Even if you are just traveling down the road, travel can be stressful. You can make it more difficult by adding an animal. You can add an animal to the mix. Many of us travel with our pets, but it can be more difficult to get along a service animal. I’m sure you know this: […]

Even if you are just traveling down the road, travel can be stressful. You can make it more difficult by adding an animal. You can add an animal to the mix. Many of us travel with our pets, but it can be more difficult to get along a service animal. I’m sure you know this: I spent four years traveling the world with my service dog. This has taught me a lot about the process.

Let’s discuss flying with a service pet, what you can expect and how to make it easier for you both.

1. Bring all paperwork

Did you know that there is no international service animal database? The United States does not have a license for service animals. This means that more people have access to service animals, but it can also mean that you will be scrutinized more, especially if your disability is invisible. There is no magic document that will declare your animal service-certified.

Traveling with a four-legged companion is going to be difficult without proper paperwork. Make sure you have all the necessary documents with you. You should also bring your U.S. Department of Agriculture certificate for service animals if you are traveling internationally. It also requires you to complete an attestation of training if you are flying.
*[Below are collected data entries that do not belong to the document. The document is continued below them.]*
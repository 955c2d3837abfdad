use std::path::{Path, PathBuf};

use tracing::info;

use crate::core::params::PipelineParams;
use crate::core::processing::mosaic::MosaicArtifact;
use crate::core::workspace::Workspace;
use crate::engine::{Operation, RasterEngine};
use crate::error::Result;

pub fn enhanced_path(workspace: &Workspace, params: &PipelineParams) -> PathBuf {
    workspace.mosaic.join(format!(
        "{}.{}",
        params.enhance.output_stem,
        params.working_format.extension()
    ))
}

/// One stretch per band (in configured order, each into the LUT segment keyed
/// by that band), followed by a single LUT application into `output`.
pub fn enhancement_operations(input: &Path, output: &Path, params: &PipelineParams) -> Vec<Operation> {
    let enhance = &params.enhance;
    let mut operations: Vec<Operation> = enhance
        .bands
        .iter()
        .map(|&band| Operation::Stretch {
            file: input.to_path_buf(),
            band,
            lut_name: enhance.lut_name.clone(),
            lut_description: enhance.lut_description.clone(),
            exponent: enhance.exponent,
        })
        .collect();
    operations.push(Operation::ApplyLut {
        input: input.to_path_buf(),
        bands: enhance.bands.clone(),
        lut_segments: enhance.bands.clone(),
        data_type: enhance.data_type,
        format: params.working_format,
        output: output.to_path_buf(),
    });
    operations
}

pub fn enhance<E: RasterEngine + ?Sized>(
    engine: &mut E,
    workspace: &Workspace,
    mosaic: &MosaicArtifact,
    params: &PipelineParams,
) -> Result<PathBuf> {
    let output = enhanced_path(workspace, params);
    let mut operations = enhancement_operations(&mosaic.raster, &output, params);
    let apply = operations.pop();

    info!("Generating look-up tables for enhancement");
    for operation in &operations {
        engine.execute(operation)?;
    }
    info!("LUT generation complete");

    if let Some(apply) = apply {
        info!("Applying enhancement");
        engine.execute(&apply)?;
    }
    info!("Mosaic enhancement complete: {:?}", output);
    Ok(output)
}

#[cfg(test)]
mod tests {
    use super::*;

    fn band_plan(ops: &[Operation]) -> (Vec<u32>, Vec<u32>, Vec<u32>) {
        let stretched = ops
            .iter()
            .filter_map(|op| match op {
                Operation::Stretch { band, exponent, .. } => {
                    assert_eq!(*exponent, 1);
                    Some(*band)
                }
                _ => None,
            })
            .collect();
        match ops.last() {
            Some(Operation::ApplyLut {
                bands,
                lut_segments,
                ..
            }) => (stretched, bands.clone(), lut_segments.clone()),
            other => panic!("expected LUT application last, got {:?}", other),
        }
    }

    #[test]
    fn stretches_bands_in_order_then_applies_once() {
        let ops = enhancement_operations(
            Path::new("mosaic/mosaic_out.pix"),
            Path::new("mosaic/mosaic_enhanced.pix"),
            &PipelineParams::default(),
        );
        assert_eq!(ops.len(), 4);
        let (stretched, bands, segments) = band_plan(&ops);
        assert_eq!(stretched, vec![4, 3, 2]);
        assert_eq!(bands, vec![4, 3, 2]);
        assert_eq!(segments, vec![4, 3, 2]);
        assert!(ops[3].arguments().contains(&("data_type", "16U".to_string())));
    }

    #[test]
    fn reapplying_on_enhanced_mosaic_keeps_band_plan() {
        let params = PipelineParams::default();
        let first = enhancement_operations(
            Path::new("mosaic/mosaic_out.pix"),
            Path::new("mosaic/mosaic_enhanced.pix"),
            &params,
        );
        let second = enhancement_operations(
            Path::new("mosaic/mosaic_enhanced.pix"),
            Path::new("mosaic/mosaic_enhanced2.pix"),
            &params,
        );
        assert_eq!(band_plan(&first), band_plan(&second));
        assert_eq!(first.len(), second.len());
    }

    #[test]
    fn stretch_segments_are_distinct_per_band() {
        let ops = enhancement_operations(
            Path::new("m.pix"),
            Path::new("e.pix"),
            &PipelineParams::default(),
        );
        let (stretched, _, _) = band_plan(&ops);
        let mut unique = stretched.clone();
        unique.sort();
        unique.dedup();
        assert_eq!(unique.len(), stretched.len());
    }
}
use std::fs::OpenOptions;

use tracing::info;

use super::{EngineError, Operation, RasterEngine};

/// Engine that performs no processing.
///
/// Each operation is logged and recorded, and its output files are created
/// empty (existing files are left untouched) so later stages find what they
/// expect on disk.
#[derive(Debug, Default)]
pub struct DryRunEngine {
    operations: Vec<Operation>,
}

impl DryRunEngine {
    pub fn new() -> Self {
        Self::default()
    }

    /// Operations executed so far, in call order
    pub fn operations(&self) -> &[Operation] {
        &self.operations
    }
}

impl RasterEngine for DryRunEngine {
    fn name(&self) -> &str {
        "dry-run"
    }

    fn execute(&mut self, operation: &Operation) -> Result<(), EngineError> {
        info!("[dry-run] {}", operation);
        for path in operation.outputs() {
            OpenOptions::new()
                .create(true)
                .append(true)
                .open(path)
                .map_err(|source| EngineError::Output {
                    operation: operation.kind(),
                    path: path.to_path_buf(),
                    source,
                })?;
        }
        self.operations.push(operation.clone());
        Ok(())
    }

    fn produces_rasters(&self) -> bool {
        false
    }
}
use std::path::PathBuf;

use chrono::{DateTime, Utc};
use serde::{Deserialize, Serialize};

use crate::types::Stage;

/// A tile dropped from the run under `FailurePolicy::SkipTile`
#[derive(Debug, Clone, PartialEq, Eq, Serialize, Deserialize)]
pub struct SkippedTile {
    pub tile: String,
    pub stage: Stage,
    pub reason: String,
}

/// Summary of one pipeline run
#[derive(Debug, Clone, Serialize, Deserialize)]
pub struct RunReport {
    pub workspace: PathBuf,
    pub engine: String,
    pub started_at: DateTime<Utc>,
    pub finished_at: Option<DateTime<Utc>>,
    /// Directories wiped before the run
    pub cleared: Vec<PathBuf>,
    pub tiles_found: usize,
    /// Non-directory entries in `input/` that were not treated as tiles
    #[serde(default)]
    pub ignored_entries: usize,
    pub imported: Vec<PathBuf>,
    pub corrected: Vec<PathBuf>,
    pub skipped_tiles: Vec<SkippedTile>,
    pub mosaic: Option<PathBuf>,
    pub cutlines: Option<PathBuf>,
    pub enhanced: Option<PathBuf>,
    pub exported: Option<PathBuf>,
}

impl RunReport {
    pub fn start(workspace: PathBuf, engine: &str) -> Self {
        Self {
            workspace,
            engine: engine.to_string(),
            started_at: Utc::now(),
            finished_at: None,
            cleared: Vec::new(),
            tiles_found: 0,
            ignored_entries: 0,
            imported: Vec::new(),
            corrected: Vec::new(),
            skipped_tiles: Vec::new(),
            mosaic: None,
            cutlines: None,
            enhanced: None,
            exported: None,
        }
    }

    pub fn finish(&mut self) {
        self.finished_at = Some(Utc::now());
    }

    pub fn elapsed_seconds(&self) -> Option<f64> {
        self.finished_at
            .map(|end| (end - self.started_at).num_milliseconds() as f64 / 1000.0)
    }
}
You will need to show proof of training if you want to prove your service animal is legal. The American Kennel Club’s Canine Good Citizen test is a great place to start. If your animal was trained professionally, you should have a representative send a letter detailing the training methods and the name of the animal.

2. Choose the right vet

Which country are you going? You will need the USDA-approved health certificate, depending on where you are going. This certificate informs other countries that your animal has had all its shots up-to-date and is in good health overall.

Some veterinarians may not be able to fill out the health certificates. You will need to search for one that can. Your vet might be able fill them out by hand but the best ones can do these electronically.

A paper certificate is required to get a USDA endorsement within 10 days. This means that you will need to wait in line at an endorsing office or send your paperwork overnight to an eligible office. You’ll have to wait for the USDA to approve your paper or you could be left waiting in line at an endorsing facility.


Service animals traveling with humans are exempted from paying USDA-imposed fees for international health certificates.

Vets can now upload digital certificates to the USDA. This will eliminate days of waiting and save you money on shipping or gas. You should check that your country accepts these digital certificates before you travel.

3. Choose your country carefully

Yes, I would love to travel to Australia with my service dog. There are so many things to do in this beautiful country. However, I cannot fly to Europe with my dog and can land in Australia without any problems.

All animals, even service animals, must be isolated immediately upon arrival in Australia. This time period is 10 days for travel from the U.S. This is a long time to travel, and it can be stressful for service dogs to be separated from their handlers. It’s not a good idea.

4. Obtain a pet passport

Are you a frequent traveler to the European Union? You’re likely to have seen the rising cost of USDA health certificates. Instead of visiting the vet every few month, you might consider getting your service pet a pet passport when you next visit the EU.

These booklets are only issued by EU vets. They allow you to skip the need for health certificates when traveling to the EU. While there are some conditions that must be met, such as ensuring your pet is up-to-date with vaccinations, this can make travelling with your service animal much easier.

5. Regulations for research service animals

Service animals are covered by different laws in different countries. The Americans with Disabilities Act provides access to almost all areas of the United States, but not for the rest.

Although many countries have laws that allow service animals to be brought into their homes, others are out of date. This is the case in Europe, where airlines have been denying legitimate service animals on their flights.

You should do your research about service animal regulations wherever you are traveling. While you might be used to eating at a restaurant with your service pet, there may be restrictions abroad that limit your options for traveling with it.

6. Look into pet-friendly accommodation

Are you required to travel with your service dog in pet-friendly accommodation? Although this is not usually required, it may be necessary depending on international regulations. Traveling with a service dog can be difficult enough. Disputes can quickly escalate if your Airbnb host or hotel doesn’t know about service animal laws, or doesn’t believe that your animal is legal. It doesn’t matter if you are right or if you have the right, it can be exhausting.

You can make your life easier by booking pet-friendly accommodation. Your hosts will be more comfortable with pets because they are used to the hair, fur, and slobber. You won’t be caught unaware or upset.

To travel with your service dog

The service animal does a vital job. Their services can save lives, whether they are guiding blind people or alerting them to low blood sugar. Traveling with a service dog can be tiring, confusing, and difficult. There is not much literature to assist handlers. These six tips will make it easier for you and your rock star companion to take on your next trip.